As the Singapore Statute Book grows in size, it is even more important that laws remain "user-friendly", said Mr Tong, adding that since 2014, a conscious attempt has been made to use plain English while drafting new laws.
He noted that Singapore's Law Revision Commission has been working on a revised edition of the entire Statute Book since August 2017. This will be the first universal revision since the 1985 edition, which contained 387 Acts and numbered about 8,000 pages. The 2020 edition is estimated to contain about 510 Acts and 27,000 pages.
Under the new law, Law Revision Commissioners will have additional powers to make editorial changes to align legislation with modern drafting practices, but without changing their meaning.

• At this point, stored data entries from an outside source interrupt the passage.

//! Shadow-vs-real P&L reconciliation.
//!
//! The reconciler keeps two independent ledgers:
//!
//! - **shadow**: fills implied by the engine's own recommendations at the
//!   quoted prices, ignoring actual execution
//! - **real**: fills reported back from the execution layer
//!
//! On its own cadence (independent of the per-event evaluation loop) it
//! aggregates both views and emits one immutable [`PnlSnapshot`].
//! Snapshots are never revised retroactively; a correction is a new
//! snapshot with a later timestamp. Drift between the views beyond the
//! configured tolerance is a reportable condition, not a fatal one.

use chrono::{DateTime, Utc};
use rust_decimal::Decimal;
use serde::{Deserialize, Serialize};
use std::collections::HashMap;
use tracing::{debug, warn};

use edge_common::Outcome;

use super::positions::PositionLedger;
use crate::strategy::evaluate::ResultRecord;

/// Reconciliation cadence and drift tolerance.
#[derive(Debug, Clone)]
pub struct ReconcileConfig {
    /// Seconds between reconciliation ticks.
    pub interval_secs: u64,
    /// Absolute shadow-vs-real divergence that triggers a drift report.
    pub drift_tolerance_usd: Decimal,
}

impl Default for ReconcileConfig {
    fn default() -> Self {
        Self {
            interval_secs: 3600,
            drift_tolerance_usd: Decimal::new(50, 0),
        }
    }
}

/// Periodic rollup of both ledgers. Immutable once written; the series is
/// append-only.
///
/// Invariant: `diff_usd = real_pnl_usd - shadow_pnl_usd`.
#[derive(Debug, Clone, Serialize, Deserialize)]
pub struct PnlSnapshot {
    pub timestamp: DateTime<Utc>,
    /// Position count in the real (executed) book.
    pub total_positions: usize,
    /// Open cost basis of the real book, USD.
    pub total_cost_basis_usd: Decimal,
    /// Marked unrealized P&L of the real book, USD.
    pub total_unrealized_pnl_usd: Decimal,
    /// Total P&L of the theoretical (recommendation) book.
    pub shadow_pnl_usd: Decimal,
    /// Total P&L of the executed book.
    pub real_pnl_usd: Decimal,
    /// `real_pnl_usd - shadow_pnl_usd`.
    pub diff_usd: Decimal,
    pub open_positions: usize,
    pub closed_positions: usize,
}

impl PnlSnapshot {
    /// CSV header row matching [`PnlSnapshot::to_csv_row`].
    pub fn csv_header() -> &'static str {
        "timestamp,total_positions,total_cost_basis_usd,total_unrealized_pnl_usd,shadow_pnl_usd,real_pnl_usd,diff_usd,open_positions,closed_positions\n"
    }

    /// Convert to a CSV row.
    pub fn to_csv_row(&self) -> String {
        format!(
            "{},{},{},{},{},{},{},{},{}\n",
            self.timestamp.format("%Y-%m-%dT%H:%M:%S%.3fZ"),
            self.total_positions,
            self.total_cost_basis_usd,
            self.total_unrealized_pnl_usd,
            self.shadow_pnl_usd,
            self.real_pnl_usd,
            self.diff_usd,
            self.open_positions,
            self.closed_positions,
        )
    }
}

/// Append-only CSV sink for the snapshot series.
///
/// Header is written once on file creation; snapshots are appended and
/// never rewritten.
pub struct SnapshotWriter {
    file: std::sync::Mutex<std::fs::File>,
}

impl SnapshotWriter {
    /// Open (or create) the snapshot log at `path`.
    pub fn open(path: impl AsRef<std::path::Path>) -> std::io::Result<Self> {
        use std::io::Write;

        let path = path.as_ref();
        let file_exists = path.exists();

        let mut file = std::fs::OpenOptions::new()
            .create(true)
            .append(true)
            .open(path)?;
        if !file_exists {
            file.write_all(PnlSnapshot::csv_header().as_bytes())?;
        }

        Ok(Self {
            file: std::sync::Mutex::new(file),
        })
    }

    /// Append one snapshot row.
    pub fn append(&self, snapshot: &PnlSnapshot) -> std::io::Result<()> {
        use std::io::Write;

        let row = snapshot.to_csv_row();
        let mut file = self.file.lock().expect("snapshot writer mutex poisoned");
        file.write_all(row.as_bytes())
    }
}

/// Maintains the shadow and real ledgers and emits snapshots.
#[derive(Debug)]
pub struct Reconciler {
    config: ReconcileConfig,
    shadow: PositionLedger,
    real: PositionLedger,
    snapshots: Vec<PnlSnapshot>,
}

impl Reconciler {
    pub fn new(config: ReconcileConfig) -> Self {
        Self {
            config,
            shadow: PositionLedger::new(),
            real: PositionLedger::new(),
            snapshots: Vec::new(),
        }
    }

    pub fn interval_secs(&self) -> u64 {
        self.config.interval_secs
    }

    /// Feed an evaluation record into the shadow ledger.
    ///
    /// Actionable recommendations become theoretical fills at the quoted
    /// price; no-trade records leave the shadow book untouched.
    pub fn record_recommendation(&mut self, record: &ResultRecord) {
        if !record.is_actionable() {
            return;
        }
        if record.poly_yes_price <= Decimal::ZERO {
            debug!(market = %record.market_title, "skipping shadow fill at non-positive price");
            return;
        }

        let shares = record.investment / record.poly_yes_price;
        self.shadow.apply_fill(
            record.market_title.clone(),
            Outcome::Yes,
            record.winner.strategy,
            shares,
            record.poly_yes_price,
            record.timestamp,
        );
        debug!(
            market = %record.market_title,
            strategy = %record.winner.strategy,
            %shares,
            "shadow fill recorded"
        );
    }

    /// Report an executed fill from the execution collaborator.
    pub fn record_real_fill(
        &mut self,
        market_id: impl Into<String>,
        strategy: edge_common::StrategyId,
        size: Decimal,
        price: Decimal,
        at: DateTime<Utc>,
    ) {
        self.real
            .apply_fill(market_id, Outcome::Yes, strategy, size, price, at);
    }

    /// Settle a market in both books at its resolution price.
    pub fn settle_market(&mut self, market_id: &str, settlement_price: Decimal, at: DateTime<Utc>) {
        self.shadow.close_market(market_id, settlement_price, at);
        self.real.close_market(market_id, settlement_price, at);
    }

    pub fn shadow(&self) -> &PositionLedger {
        &self.shadow
    }

    pub fn real(&self) -> &PositionLedger {
        &self.real
    }

    /// Produce one snapshot against current mid prices and append it to
    /// the series.
    pub fn snapshot(&mut self, marks: &HashMap<String, Decimal>, at: DateTime<Utc>) -> PnlSnapshot {
        let shadow_pnl = self.shadow.total_pnl(marks);
        let real_pnl = self.real.total_pnl(marks);
        let diff = real_pnl - shadow_pnl;

        let snapshot = PnlSnapshot {
            timestamp: at,
            total_positions: self.real.positions().len(),
            total_cost_basis_usd: self.real.open_cost_basis(),
            total_unrealized_pnl_usd: self.real.unrealized_pnl(marks),
            shadow_pnl_usd: shadow_pnl,
            real_pnl_usd: real_pnl,
            diff_usd: diff,
            open_positions: self.real.open_count(),
            closed_positions: self.real.closed_count(),
        };

        if diff.abs() > self.config.drift_tolerance_usd {
            warn!(
                drift_usd = %diff,
                tolerance_usd = %self.config.drift_tolerance_usd,
                "shadow/real P&L drift exceeds tolerance"
            );
        }

        self.snapshots.push(snapshot.clone());
        snapshot
    }

    /// The append-only snapshot series.
    pub fn snapshots(&self) -> &[PnlSnapshot] {
        &self.snapshots
    }

    pub fn latest_snapshot(&self) -> Option<&PnlSnapshot> {
        self.snapshots.last()
    }
}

Another part of the new law will repeal obsolete laws - such as an Act enacted in 1941 to compensate war injuries suffered by workers or civil defence volunteers during World War II.
The Bill also supports Covid-19 continuity arrangements for parliamentary sittings, by amending the definition of "Parliament" to include not just Parliament House but also any other place appointed by the President.
In May last year, the Constitution was amended to enable Parliament and its MPs to meet in multiple locations in times of exigencies.
The new law further clarifies that privileges, powers and immunities of Parliament and its members will extend to all places appointed by the President under the continuity arrangements.
It also updates the system for delegation of ministerial functions, by creating a two-tier framework for delegating to either political officeholders in the same ministry, or public officers and public bodies.
"This will help to ensure that public administration is carried out smoothly and efficiently to meet the challenges of the day," said Mr Tong. "The responsible minister remains accountable to Parliament for how a function is performed by his or her delegate."